Description
The Large Hadron Collider determines the energy frontier of experimental collider physics for the next two decades. Following the current luminosity upgrade, the LHC can be further upgraded with a high energy, intense electron beam such that it becomes a twin-collider facility, in which ep operates concurrently with pp. A joint ECFA, CERN and NuPECC initiative led to a detailed conceptual design report (CDR) [1] for the Large Hadron Electron Collider (LHeC) published in 2012. The LHeC uses a novel, energy recovery linear (ERL) electron accelerator which enables TeV energy electron-proton collisions at high luminosity, exceeding that of HERA by nearly three orders of magnitude. The discovery of the Higgs boson and the surprising absence of BSM physics at LHC demand to extend the experimental base of particle physics suitable to explore the energy frontier, beyond pp collisions at the LHC. Following a mandate of the CERN Directorates and guided by an International Advisory Committee, this motivated representatives of more than 100 institutes to proceed, as sketched here, with the development of the accelerator, physics and detector prospects for the LHeC with the intention to publish an update of the CDR in early 2019 [2].
The very high luminosity and the substantial extension of the kinematic range in deep inelastic scattering (DIS) compared to HERA, make the LHeC a uniquely powerful TeV energy collider, which rests on a maximal exploitation of the LHC infrastructure. Realising an “Electrons for LHC” [3] programme would create the cleanest, high resolution microscope accessible to the world, one may term a “CERN Hubble Telescope for the Micro-Universe”. It is directed to unravel the substructure of matter encoded in the complex dynamics of the strong interaction, a necessary input for future hadron colliders, including HL- LHC. Being complementary to the LHC and a possible future e+e− machine, the LHeC would scrutinise the Standard Model (SM) deeper than ever before, and possibly discover new physics in the electroweak and chromodynamic sectors. Adding ep transforms the LHC into an outstanding, high precision Higgs facility. Through the extension of the kinematic range by about three orders of magnitude in lepton-nucleus (eA) scattering, the LHeC is the most powerful electron-ion research facility one can build in the next decades, for elucidating the chromodynamic origin of the Quark-Gluon-Plasma and clarifying the partonic substructure and dynamics inside nuclei for the first time.
The LHeC physics programme reaches far beyond any specialised goal, it complements and sustains the physics at HL-LHC by providing new discovery potential in its final phase of operation. The LHeC represents a unique opportunity for CERN and its associated laboratories to build a full, new accelerator using modern technology. The ERL has major future applications, with ep at HE-LHC and FCC-eh, as an injector for FCC-ee, as a γγ Higgs facility [4, 5] or, beyond particle physics, as the highest energy XFEL of hugely increased brightness [6]. The main LHeC innovation is the first ever high energy application of energy recovery technology, based on high quality superconducting RF developments, a major contribution to the development of green collider technology. A novel ep experiment enables modern detection technology, such as HV CMOS Silicon tracking, to be further developed and exploited in a new generation, 4π acceptance, no pile-up, high precision collider detector in the decade(s) hence.

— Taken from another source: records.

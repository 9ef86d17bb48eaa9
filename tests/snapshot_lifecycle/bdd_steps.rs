//! BDD step definitions for the snapshot lifecycle.

use rstest_bdd_macros::{given, then, when};
use snapwarden::policy::parse_timestamp;
use snapwarden::test_support::ProviderCall;
use snapwarden::{AttachmentState, InstanceRecord, RunSummary, SnapshotStatus, TagNames};

use super::test_helpers::{LifecycleContext, run_with_captured_logs};
use crate::fixtures::{managed_snapshot, now};

#[derive(Debug, thiserror::Error)]
pub enum StepError {
    #[error("assertion failed: {0}")]
    Assertion(String),
}

fn summary(lifecycle_context: &LifecycleContext) -> Result<RunSummary, StepError> {
    lifecycle_context
        .summary
        .borrow()
        .clone()
        .ok_or_else(|| StepError::Assertion(String::from("missing run summary")))
}

fn check(condition: bool, message: impl FnOnce() -> String) -> Result<(), StepError> {
    if condition {
        Ok(())
    } else {
        Err(StepError::Assertion(message()))
    }
}

#[given("a running instance \"{instance_id}\" named \"{name}\" with attached volume \"{volume_id}\"")]
fn named_instance(
    mut lifecycle_context: LifecycleContext,
    instance_id: String,
    name: String,
    volume_id: String,
) -> LifecycleContext {
    lifecycle_context.provider = lifecycle_context.provider.with_instance(
        InstanceRecord::new(instance_id)
            .with_tag("Name", name)
            .with_volume(volume_id, AttachmentState::Attached),
    );
    lifecycle_context
}

#[given(
    "a running instance \"{instance_id}\" in auto-scaling group \"{group}\" with attached volume \"{volume_id}\""
)]
fn autoscaling_instance(
    mut lifecycle_context: LifecycleContext,
    instance_id: String,
    group: String,
    volume_id: String,
) -> LifecycleContext {
    lifecycle_context.provider = lifecycle_context.provider.with_instance(
        InstanceRecord::new(instance_id)
            .with_tag("aws:autoscaling:groupName", group)
            .with_volume(volume_id, AttachmentState::Attached),
    );
    lifecycle_context
}

#[given("a managed snapshot \"{snapshot_id}\" expiring at \"{expiration}\"")]
fn expiring_snapshot(
    mut lifecycle_context: LifecycleContext,
    snapshot_id: String,
    expiration: String,
) -> LifecycleContext {
    lifecycle_context.provider = lifecycle_context
        .provider
        .with_snapshot(managed_snapshot(&snapshot_id, &expiration));
    lifecycle_context
}

#[given("a managed snapshot \"{snapshot_id}\" with a blank expiration")]
fn blank_expiration_snapshot(
    mut lifecycle_context: LifecycleContext,
    snapshot_id: String,
) -> LifecycleContext {
    lifecycle_context.provider = lifecycle_context
        .provider
        .with_snapshot(managed_snapshot(&snapshot_id, ""));
    lifecycle_context
}

#[given("dry-run mode is enabled")]
fn dry_run_enabled(lifecycle_context: LifecycleContext) -> LifecycleContext {
    lifecycle_context.settings.borrow_mut().dry_run = true;
    lifecycle_context
}

#[when("the snapshot run completes")]
fn run_completes(lifecycle_context: LifecycleContext) -> LifecycleContext {
    run_with_captured_logs(&lifecycle_context);
    lifecycle_context
}

#[then("the run summary shows \"{created:u32}\" created and \"{deleted:u32}\" deleted")]
fn summary_counts(
    lifecycle_context: &LifecycleContext,
    created: u32,
    deleted: u32,
) -> Result<(), StepError> {
    let summary = summary(lifecycle_context)?;
    check(
        summary.snapshots_created == created as usize
            && summary.snapshots_deleted == deleted as usize,
        || format!("expected {created} created and {deleted} deleted, got {summary:?}"),
    )
}

#[then("\"{count:u32}\" instance is excluded")]
fn instances_excluded(lifecycle_context: &LifecycleContext, count: u32) -> Result<(), StepError> {
    let summary = summary(lifecycle_context)?;
    check(summary.instances_excluded == count as usize, || {
        format!("expected {count} excluded instances, got {summary:?}")
    })
}

#[then("\"{count:u32}\" invalid expiration is reported")]
fn invalid_expirations(
    lifecycle_context: &LifecycleContext,
    count: u32,
) -> Result<(), StepError> {
    let summary = summary(lifecycle_context)?;
    check(summary.invalid_expirations == count as usize, || {
        format!("expected {count} invalid expirations, got {summary:?}")
    })
}

#[then("a snapshot of \"{volume_id}\" is requested with description \"{description}\"")]
fn snapshot_requested(
    lifecycle_context: &LifecycleContext,
    volume_id: String,
    description: String,
) -> Result<(), StepError> {
    let expected = ProviderCall::CreateSnapshot {
        volume_id,
        description,
    };
    let calls = lifecycle_context.provider.calls();
    check(calls.contains(&expected), || {
        format!("expected {expected:?} among {calls:?}")
    })
}

#[then("every new snapshot expires \"{days:u32}\" days after it completed")]
fn new_snapshots_expire_after(
    lifecycle_context: &LifecycleContext,
    days: u32,
) -> Result<(), StepError> {
    let names = TagNames::default();
    let created: Vec<_> = lifecycle_context
        .provider
        .snapshots()
        .into_iter()
        .filter(|snapshot| snapshot.status == SnapshotStatus::Pending)
        .collect();
    check(!created.is_empty(), || String::from("no snapshot was created"))?;

    for snapshot in created {
        let read = |key: &str| {
            snapshot
                .tags
                .get(key)
                .and_then(|value| parse_timestamp(value).ok())
                .ok_or_else(|| {
                    StepError::Assertion(format!("{} lacks a valid {key} tag", snapshot.snapshot_id))
                })
        };
        let completed = read(&names.completed)?;
        let expires = read(&names.expiration)?;
        check(completed == now(), || {
            format!("{} completed at {completed}", snapshot.snapshot_id)
        })?;
        check((expires - completed).num_seconds() == i64::from(days) * 86_400, || {
            format!("{} expires at {expires}", snapshot.snapshot_id)
        })?;
    }
    Ok(())
}

#[then("every new snapshot is marked for deletion after expiration")]
fn new_snapshots_marked(lifecycle_context: &LifecycleContext) -> Result<(), StepError> {
    let names = TagNames::default();
    for snapshot in lifecycle_context
        .provider
        .snapshots()
        .into_iter()
        .filter(|snapshot| snapshot.status == SnapshotStatus::Pending)
    {
        let marker = snapshot.tags.get(&names.delete_after_expiration);
        check(marker.map(String::as_str) == Some("true"), || {
            format!("{} has marker {marker:?}", snapshot.snapshot_id)
        })?;
    }
    Ok(())
}

#[then("no mutating provider calls are made")]
fn no_mutating_calls(lifecycle_context: &LifecycleContext) -> Result<(), StepError> {
    let calls = lifecycle_context.provider.mutating_calls();
    check(calls.is_empty(), || format!("unexpected mutating calls: {calls:?}"))
}

#[then("snapshot \"{snapshot_id}\" is deleted")]
fn snapshot_deleted(
    lifecycle_context: &LifecycleContext,
    snapshot_id: String,
) -> Result<(), StepError> {
    let deleted = lifecycle_context.provider.deleted_ids();
    check(deleted.contains(&snapshot_id), || {
        format!("expected {snapshot_id} among deleted {deleted:?}")
    })
}

#[then("no snapshot is deleted")]
fn nothing_deleted(lifecycle_context: &LifecycleContext) -> Result<(), StepError> {
    let deleted = lifecycle_context.provider.deleted_ids();
    check(deleted.is_empty(), || format!("unexpected deletions: {deleted:?}"))
}

#[then("a warning names snapshot \"{snapshot_id}\"")]
fn warning_names_snapshot(
    lifecycle_context: &LifecycleContext,
    snapshot_id: String,
) -> Result<(), StepError> {
    let logs = lifecycle_context.logs.contents();
    let warned = logs.lines().any(|line| {
        line.contains("WARN")
            && line.contains(&snapshot_id)
            && line.contains("valid expiration date")
    });
    check(warned, || format!("no warning for {snapshot_id} in:\n{logs}"))
}

#[then("a dry-run notice mentions \"{snapshot_id}\"")]
fn dry_run_notice(
    lifecycle_context: &LifecycleContext,
    snapshot_id: String,
) -> Result<(), StepError> {
    let logs = lifecycle_context.logs.contents();
    let noticed = logs
        .lines()
        .any(|line| line.contains("DRY RUN:") && line.contains(&snapshot_id));
    check(noticed, || format!("no dry-run notice for {snapshot_id} in:\n{logs}"))
}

This paper focuses on physics providing also an overview on the machine. It is complemented by an Addendum describing further aspects of the LHeC project such as the operation and timelines for the accelerator and the detector. The development of multi-turn, high current, 802MHz ERL technology, required for the LHeC, is described in an accompanying, separate strategy contribution of the PERLE Collaboration [7] on a 500 MeV ERL facility at Orsay, based on its CDR [8] published in 2017.